Exercise =
Take each line of the data that contains the string "must" and copy it.
··· Records for the exercise ···
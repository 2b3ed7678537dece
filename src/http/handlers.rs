use std::collections::BTreeMap;
use axum::{
    extract::{Path, State},
    http::StatusCode,
    Json,
};
use serde::Serialize;

use crate::health::{HealthStatus, ProbeKind, ServiceSnapshot};
use crate::http::server::AppState;

#[derive(Debug, Serialize)]
pub struct SystemStatus {
    pub version: &'static str,
    pub services: usize,
}

#[derive(Debug, Serialize)]
pub struct HealthReport {
    pub status: &'static str,
    #[serde(skip_serializing_if = "Vec::is_empty")]
    pub failing: Vec<String>,
    pub services: BTreeMap<String, bool>,
}

#[derive(Debug, Serialize)]
pub struct ServiceHealth {
    pub name: String,
    pub status: HealthStatus,
    pub healthy: bool,
}

#[derive(Debug, Serialize)]
pub struct ServiceInfo {
    pub name: String,
    pub kind: ProbeKind,
    pub target: String,
    pub status: HealthStatus,
    pub healthy: bool,
    pub latency_ms: f64,
    pub error: Option<String>,
    pub healthy_count: u32,
    pub unhealthy_count: u32,
    pub healthy_threshold: u32,
    pub unhealthy_threshold: u32,
    pub interval_ms: u64,
    pub checks: u64,
}

impl From<ServiceSnapshot> for ServiceInfo {
    fn from(s: ServiceSnapshot) -> Self {
        Self {
            latency_ms: s.last_latency.as_micros() as f64 / 1000.0,
            interval_ms: s.interval.as_millis() as u64,
            name: s.name,
            kind: s.kind,
            target: s.target,
            status: s.status,
            healthy: s.is_healthy,
            error: s.last_error,
            healthy_count: s.healthy_count,
            unhealthy_count: s.unhealthy_count,
            healthy_threshold: s.healthy_threshold,
            unhealthy_threshold: s.unhealthy_threshold,
            checks: s.checks,
        }
    }
}

fn verdict_code(healthy: bool) -> StatusCode {
    if healthy {
        StatusCode::OK
    } else {
        StatusCode::SERVICE_UNAVAILABLE
    }
}

pub async fn get_status(State(state): State<AppState>) -> Json<SystemStatus> {
    Json(SystemStatus {
        version: env!("CARGO_PKG_VERSION"),
        services: state.view.len(),
    })
}

/// Aggregate check: 200 when every service is healthy, 503 otherwise.
pub async fn get_health(State(state): State<AppState>) -> (StatusCode, Json<HealthReport>) {
    let snapshot = state.view.snapshot();
    let healthy = snapshot.is_healthy();

    let report = HealthReport {
        status: if healthy { "pass" } else { "fail" },
        failing: snapshot.failing().into_iter().map(String::from).collect(),
        services: snapshot
            .services
            .iter()
            .map(|(name, s)| (name.clone(), s.is_healthy))
            .collect(),
    };

    (verdict_code(healthy), Json(report))
}

pub async fn get_service_health(
    State(state): State<AppState>,
    Path(name): Path<String>,
) -> Result<(StatusCode, Json<ServiceHealth>), StatusCode> {
    let service = state.view.service(&name).ok_or(StatusCode::NOT_FOUND)?;

    Ok((
        verdict_code(service.is_healthy),
        Json(ServiceHealth {
            name: service.name,
            status: service.status,
            healthy: service.is_healthy,
        }),
    ))
}

pub async fn get_info(State(state): State<AppState>) -> Json<Vec<ServiceInfo>> {
    let snapshot = state.view.snapshot();
    Json(snapshot.services.into_values().map(ServiceInfo::from).collect())
}

#[cfg(test)]
mod tests {
    use std::sync::{Arc, RwLock};
    use std::time::Duration;
    use axum::body::{to_bytes, Body};
    use axum::http::Request;
    use serde_json::Value;
    use tower::ServiceExt;

    use super::*;
    use crate::config::{DefaultsConfig, ListenerConfig, ServiceConfig};
    use crate::health::{ProbeError, ProbeResult, ServiceSpec, ServiceState, StatusView};
    use crate::http::server::StatusServer;
    use crate::observability::metrics::HealthRecorder;

    struct Discard;

    impl HealthRecorder for Discard {
        fn record_success(&self, _: &str) {}
        fn record_failure(&self, _: &str) {}
        fn set_health(&self, _: &str, _: bool) {}
    }

    fn shared(names: &[&str]) -> Arc<RwLock<Vec<ServiceState>>> {
        let states = names
            .iter()
            .map(|n| {
                let mut config = ServiceConfig::http(*n, "localhost", 8001, "health");
                config.healthy_threshold = Some(1);
                config.unhealthy_threshold = Some(1);
                let spec = ServiceSpec::resolve(&config, &DefaultsConfig::default()).unwrap();
                ServiceState::new(&spec, "http://localhost:8001/health")
            })
            .collect();
        Arc::new(RwLock::new(states))
    }

    fn mark(states: &Arc<RwLock<Vec<ServiceState>>>, index: usize, healthy: bool) {
        let result = if healthy {
            ProbeResult::success(Duration::from_millis(12))
        } else {
            ProbeResult::failure(Duration::from_millis(3), ProbeError::Unreachable("connection refused".into()))
        };
        states.write().unwrap()[index].record_result(result, &Discard);
    }

    async fn call(states: &Arc<RwLock<Vec<ServiceState>>>, uri: &str) -> (StatusCode, Value) {
        let server = StatusServer::new(StatusView::new(states.clone()), &ListenerConfig::default());
        let response = server
            .router()
            .oneshot(Request::builder().uri(uri).body(Body::empty()).unwrap())
            .await
            .unwrap();
        let status = response.status();
        let bytes = to_bytes(response.into_body(), 1024 * 1024).await.unwrap();
        let body = if bytes.is_empty() {
            Value::Null
        } else {
            serde_json::from_slice(&bytes).unwrap()
        };
        (status, body)
    }

    #[tokio::test]
    async fn test_health_passes_when_all_healthy() {
        let states = shared(&["api", "web"]);
        mark(&states, 0, true);
        mark(&states, 1, true);

        let (status, body) = call(&states, "/health").await;
        assert_eq!(status, StatusCode::OK);
        assert_eq!(body["status"], "pass");
        assert!(body.get("failing").is_none());
        assert_eq!(body["services"]["api"], true);
    }

    #[tokio::test]
    async fn test_health_fails_with_failing_names() {
        let states = shared(&["api", "db", "web"]);
        mark(&states, 0, true);
        mark(&states, 1, false);

        let (status, body) = call(&states, "/health").await;
        assert_eq!(status, StatusCode::SERVICE_UNAVAILABLE);
        assert_eq!(body["status"], "fail");
        assert_eq!(body["failing"], serde_json::json!(["db", "web"]));
        assert_eq!(body["services"]["api"], true);
        assert_eq!(body["services"]["db"], false);
    }

    #[tokio::test]
    async fn test_service_health_lookup() {
        let states = shared(&["api", "db"]);
        mark(&states, 0, true);
        mark(&states, 1, false);

        let (status, body) = call(&states, "/health/api").await;
        assert_eq!(status, StatusCode::OK);
        assert_eq!(body["status"], "healthy");

        let (status, body) = call(&states, "/health/db").await;
        assert_eq!(status, StatusCode::SERVICE_UNAVAILABLE);
        assert_eq!(body["healthy"], false);

        let (status, _) = call(&states, "/health/missing").await;
        assert_eq!(status, StatusCode::NOT_FOUND);
    }

    #[tokio::test]
    async fn test_info_reports_details() {
        let states = shared(&["api"]);
        mark(&states, 0, false);

        let (status, body) = call(&states, "/info").await;
        assert_eq!(status, StatusCode::OK);
        let api = &body[0];
        assert_eq!(api["name"], "api");
        assert_eq!(api["kind"], "http");
        assert_eq!(api["status"], "unhealthy");
        assert_eq!(api["latency_ms"], 3.0);
        assert_eq!(api["error"], "unreachable: connection refused");
        assert_eq!(api["unhealthy_count"], 1);
        assert_eq!(api["unhealthy_threshold"], 1);
        assert_eq!(api["interval_ms"], 10_000);
        assert_eq!(api["checks"], 1);
    }

    #[tokio::test]
    async fn test_status_reports_version() {
        let states = shared(&["a", "b"]);
        let (status, body) = call(&states, "/status").await;
        assert_eq!(status, StatusCode::OK);
        assert_eq!(body["version"], env!("CARGO_PKG_VERSION"));
        assert_eq!(body["services"], 2);
    }
}
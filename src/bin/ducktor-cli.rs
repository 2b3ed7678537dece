use clap::{Parser, Subcommand};
use serde_json::Value;
use url::Url;

#[derive(Parser)]
#[command(name = "ducktor-cli")]
#[command(about = "Query a running ducktor monitor", long_about = None)]
struct Cli {
    #[arg(short, long, default_value = "http://localhost:8080")]
    url: String,

    #[command(subcommand)]
    command: Commands,
}

#[derive(Subcommand)]
enum Commands {
    /// Aggregate health; exits 1 if any service is unhealthy
    Health,
    /// Health of a single service
    Service {
        name: String,
    },
    /// Latency, counters and thresholds per service
    Info,
    /// Monitor version and service count
    Status,
}

#[tokio::main]
async fn main() -> Result<(), Box<dyn std::error::Error>> {
    let cli = Cli::parse();
    let client = reqwest::Client::new();
    let url = endpoint(&cli.url, &cli.command)?;

    let res = client.get(url).send().await?;
    let passed = print_response(res).await?;

    if !passed && matches!(cli.command, Commands::Health | Commands::Service { .. }) {
        std::process::exit(1);
    }

    Ok(())
}

/// Resolve the request URL; the service name is sent as one encoded segment.
fn endpoint(base: &str, command: &Commands) -> Result<Url, Box<dyn std::error::Error>> {
    let mut url = Url::parse(base)?;
    {
        let mut segments = url
            .path_segments_mut()
            .map_err(|_| format!("`{}` cannot be used as a base URL", base))?;
        segments.pop_if_empty();
        match command {
            Commands::Health => {
                segments.push("health");
            }
            Commands::Service { name } => {
                segments.extend(["health", name.as_str()]);
            }
            Commands::Info => {
                segments.push("info");
            }
            Commands::Status => {
                segments.push("status");
            }
        }
    }
    Ok(url)
}

/// Pretty-print the JSON body; returns whether the status was a success.
async fn print_response(res: reqwest::Response) -> Result<bool, Box<dyn std::error::Error>> {
    let status = res.status();
    let text = res.text().await?;

    match serde_json::from_str::<Value>(&text) {
        Ok(json) => println!("{}", serde_json::to_string_pretty(&json)?),
        Err(_) if !status.is_success() => {
            eprintln!("Error: monitor returned status {}", status);
            if !text.is_empty() {
                eprintln!("Response: {}", text);
            }
        }
        Err(e) => return Err(e.into()),
    }

    Ok(status.is_success())
}
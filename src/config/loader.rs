//! Configuration loading from disk.

use std::fs;
use std::path::Path;
use thiserror::Error;
use crate::config::schema::MonitorConfig;
use crate::config::validation::{validate_config, ValidationError};

/// Error type for configuration loading.
#[derive(Debug, Error)]
pub enum ConfigError {
    #[error("IO error: {0}")]
    Io(#[from] std::io::Error),

    #[error("Parse error: {0}")]
    Parse(#[from] toml::de::Error),

    #[error("Validation failed: {}", join_errors(.0))]
    Validation(Vec<ValidationError>),
}

fn join_errors(errors: &[ValidationError]) -> String {
    errors
        .iter()
        .map(ToString::to_string)
        .collect::<Vec<_>>()
        .join(", ")
}

/// Parse and validate configuration from TOML text.
pub fn parse_config(content: &str) -> Result<MonitorConfig, ConfigError> {
    let config: MonitorConfig = toml::from_str(content)?;

    validate_config(&config).map_err(ConfigError::Validation)?;

    Ok(config)
}

/// Load and validate configuration from a TOML file.
pub fn load_config(path: &Path) -> Result<MonitorConfig, ConfigError> {
    let content = fs::read_to_string(path)?;
    parse_config(&content)
}
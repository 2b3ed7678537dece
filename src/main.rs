//! ducktor: service liveness monitor.
//!
//! # Architecture Overview
//!
//! ```text
//!   config.toml ──▶ config::load_config ──▶ health::Monitor::from_config
//!                                                   │
//!                         ┌─────────────────────────┼─────────────────────────┐
//!                         ▼                         ▼                         ▼
//!                  ┌─────────────┐           ┌─────────────┐           ┌─────────────┐
//!                  │ poll loop A │           │ poll loop B │    ...    │ poll loop N │
//!                  │ probe→state │           │ probe→state │           │ probe→state │
//!                  └──────┬──────┘           └──────┬──────┘           └──────┬──────┘
//!                         └──────────────┬──────────┴──────────────────────────┘
//!                                        ▼
//!                            Arc<RwLock<Vec<ServiceState>>>
//!                                 │                  │
//!                                 ▼                  ▼
//!                        StatusView::snapshot   HealthRecorder
//!                         (/health, /info)     (Prometheus :2112)
//! ```

use std::path::PathBuf;
use std::sync::Arc;
use clap::Parser;
use tokio::net::TcpListener;

use ducktor::config::load_config;
use ducktor::health::Monitor;
use ducktor::http::StatusServer;
use ducktor::lifecycle::{wait_for_signal, Shutdown};
use ducktor::observability::logging::init_logging;
use ducktor::observability::metrics::{init_metrics, PrometheusRecorder};

#[derive(Parser)]
#[command(name = "ducktor")]
#[command(about = "Periodically probes services and reports their health", long_about = None)]
struct Cli {
    /// Path to the configuration file
    #[arg(short, long, default_value = "config.toml")]
    config: PathBuf,
}

#[tokio::main]
async fn main() -> Result<(), Box<dyn std::error::Error>> {
    let cli = Cli::parse();

    let loaded = load_config(&cli.config);
    let level = loaded
        .as_ref()
        .map(|c| c.observability.log_level.clone())
        .unwrap_or_else(|_| "info".to_string());
    init_logging(&level);

    tracing::info!("ducktor v{} starting", env!("CARGO_PKG_VERSION"));

    let config = match loaded {
        Ok(config) => config,
        Err(e) => {
            tracing::error!(path = %cli.config.display(), error = %e, "Error loading configuration");
            return Err(e.into());
        }
    };

    tracing::info!(
        bind_address = %config.listener.bind_address,
        services = config.services.len(),
        default_interval_ms = config.defaults.interval_ms,
        "Configuration loaded"
    );

    if config.observability.metrics_enabled {
        let addr = config.observability.metrics_address.parse()?;
        init_metrics(addr)?;
    }

    let monitor = Monitor::from_config(&config, Arc::new(PrometheusRecorder))?;

    let shutdown = Shutdown::new();
    let handle = monitor.start(&shutdown);

    let listener = TcpListener::bind(&config.listener.bind_address).await?;
    let server = StatusServer::new(handle.status(), &config.listener);
    let server_task = tokio::spawn(server.run(listener, shutdown.subscribe()));

    wait_for_signal().await;
    shutdown.trigger();

    match server_task.await {
        Ok(Err(e)) => tracing::error!(error = %e, "Status server failed"),
        Err(e) => tracing::error!(error = %e, "Status server task panicked"),
        Ok(Ok(())) => {}
    }
    handle.join().await;

    tracing::info!("Shutdown complete");
    Ok(())
}
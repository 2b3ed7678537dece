//! Configuration validation.
//!
//! # Responsibilities
//! - Semantic validation (serde handles syntactic)
//! - Reject duplicate service names
//! - Validate value ranges (thresholds >= 1, ports set for TCP)
//! - Reject unsupported probe kinds before any loop starts
//!
//! # Design Decisions
//! - Returns all validation errors, not just first
//! - Validation is pure function: MonitorConfig → Result<(), Vec<ValidationError>>
//! - Runs before config is accepted into the system

use std::collections::HashSet;
use std::net::SocketAddr;
use thiserror::Error;
use crate::config::schema::MonitorConfig;
use crate::health::probe::ProbeKind;

/// A single semantic problem found in the configuration.
#[derive(Debug, Clone, PartialEq, Eq, Error)]
pub enum ValidationError {
    #[error("no health checks configured")]
    NoServices,

    #[error("health check #{0} has an empty name")]
    EmptyName(usize),

    #[error("duplicate health check name `{0}`")]
    DuplicateName(String),

    #[error("health check `{name}`: unsupported probe kind `{kind}`")]
    UnsupportedKind { name: String, kind: String },

    #[error("health check `{0}`: host is required")]
    MissingHost(String),

    #[error("health check `{0}`: tcp checks require a non-zero port")]
    MissingPort(String),

    #[error("health check `{name}`: match code {code} is not a valid HTTP status")]
    InvalidMatchCode { name: String, code: u16 },

    #[error("defaults.{0} must be greater than zero")]
    ZeroDefault(&'static str),

    #[error("listener.request_timeout_secs must be greater than zero")]
    ZeroRequestTimeout,

    #[error("{field}: `{value}` is not a valid socket address")]
    InvalidAddress { field: &'static str, value: String },
}

/// Validate a parsed configuration, collecting every error.
pub fn validate_config(config: &MonitorConfig) -> Result<(), Vec<ValidationError>> {
    let mut errors = Vec::new();

    if config.listener.bind_address.parse::<SocketAddr>().is_err() {
        errors.push(ValidationError::InvalidAddress {
            field: "listener.bind_address",
            value: config.listener.bind_address.clone(),
        });
    }

    if config.listener.request_timeout_secs == 0 {
        errors.push(ValidationError::ZeroRequestTimeout);
    }

    if config.observability.metrics_enabled
        && config.observability.metrics_address.parse::<SocketAddr>().is_err()
    {
        errors.push(ValidationError::InvalidAddress {
            field: "observability.metrics_address",
            value: config.observability.metrics_address.clone(),
        });
    }

    let defaults = &config.defaults;
    if defaults.interval_ms == 0 {
        errors.push(ValidationError::ZeroDefault("interval_ms"));
    }
    if defaults.timeout_ms == 0 {
        errors.push(ValidationError::ZeroDefault("timeout_ms"));
    }
    if defaults.healthy_threshold == 0 {
        errors.push(ValidationError::ZeroDefault("healthy_threshold"));
    }
    if defaults.unhealthy_threshold == 0 {
        errors.push(ValidationError::ZeroDefault("unhealthy_threshold"));
    }

    if config.services.is_empty() {
        errors.push(ValidationError::NoServices);
    }

    let mut seen = HashSet::new();
    for (i, service) in config.services.iter().enumerate() {
        if service.name.trim().is_empty() {
            errors.push(ValidationError::EmptyName(i));
            continue;
        }
        if !seen.insert(service.name.as_str()) {
            errors.push(ValidationError::DuplicateName(service.name.clone()));
        }

        let kind = match service.kind.parse::<ProbeKind>() {
            Ok(kind) => kind,
            Err(_) => {
                errors.push(ValidationError::UnsupportedKind {
                    name: service.name.clone(),
                    kind: service.kind.clone(),
                });
                continue;
            }
        };

        if service.host.trim().is_empty() {
            errors.push(ValidationError::MissingHost(service.name.clone()));
        }

        match kind {
            ProbeKind::Tcp if service.port == 0 => {
                errors.push(ValidationError::MissingPort(service.name.clone()));
            }
            ProbeKind::Http | ProbeKind::Https if !(100..=599).contains(&service.match_code) => {
                errors.push(ValidationError::InvalidMatchCode {
                    name: service.name.clone(),
                    code: service.match_code,
                });
            }
            _ => {}
        }
    }

    if errors.is_empty() {
        Ok(())
    } else {
        Err(errors)
    }
}

#[cfg(test)]
mod tests {
    use super::*;
    use crate::config::schema::ServiceConfig;

    fn config_with(services: Vec<ServiceConfig>) -> MonitorConfig {
        MonitorConfig {
            services,
            ..MonitorConfig::default()
        }
    }

    #[test]
    fn test_valid_config_passes() {
        let config = config_with(vec![
            ServiceConfig::tcp("db", "localhost", 5432),
            ServiceConfig::http("api", "localhost", 0, ""),
        ]);
        assert!(validate_config(&config).is_ok());
    }

    #[test]
    fn test_empty_service_list_rejected() {
        let errors = validate_config(&config_with(vec![])).unwrap_err();
        assert_eq!(errors, vec![ValidationError::NoServices]);
    }

    #[test]
    fn test_collects_all_errors() {
        let mut bad_kind = ServiceConfig::tcp("c", "localhost", 1);
        bad_kind.kind = "icmp".into();
        let mut bad_match = ServiceConfig::http("d", "localhost", 80, "/");
        bad_match.match_code = 42;

        let mut config = config_with(vec![
            ServiceConfig::tcp("a", "localhost", 1),
            ServiceConfig::tcp("a", "localhost", 2),
            ServiceConfig::tcp("b", "", 0),
            bad_kind,
            bad_match,
        ]);
        config.defaults.healthy_threshold = 0;

        let errors = validate_config(&config).unwrap_err();
        assert!(errors.contains(&ValidationError::ZeroDefault("healthy_threshold")));
        assert!(errors.contains(&ValidationError::DuplicateName("a".into())));
        assert!(errors.contains(&ValidationError::MissingHost("b".into())));
        assert!(errors.contains(&ValidationError::MissingPort("b".into())));
        assert!(errors.contains(&ValidationError::UnsupportedKind {
            name: "c".into(),
            kind: "icmp".into(),
        }));
        assert!(errors.contains(&ValidationError::InvalidMatchCode {
            name: "d".into(),
            code: 42,
        }));
        assert_eq!(errors.len(), 6);
    }

    #[test]
    fn test_bad_bind_address() {
        let mut config = config_with(vec![ServiceConfig::tcp("a", "localhost", 1)]);
        config.listener.bind_address = "not-an-addr".into();
        let errors = validate_config(&config).unwrap_err();
        assert!(matches!(errors[0], ValidationError::InvalidAddress { field: "listener.bind_address", .. }));
    }

    #[test]
    fn test_zero_request_timeout_rejected() {
        let mut config = config_with(vec![ServiceConfig::tcp("a", "localhost", 1)]);
        config.listener.request_timeout_secs = 0;
        let errors = validate_config(&config).unwrap_err();
        assert_eq!(errors, vec![ValidationError::ZeroRequestTimeout]);
    }
}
···
Answer section =
    #[error("defaults.{0} must be greater than zero")]
    #[error("listener.request_timeout_secs must be greater than zero")]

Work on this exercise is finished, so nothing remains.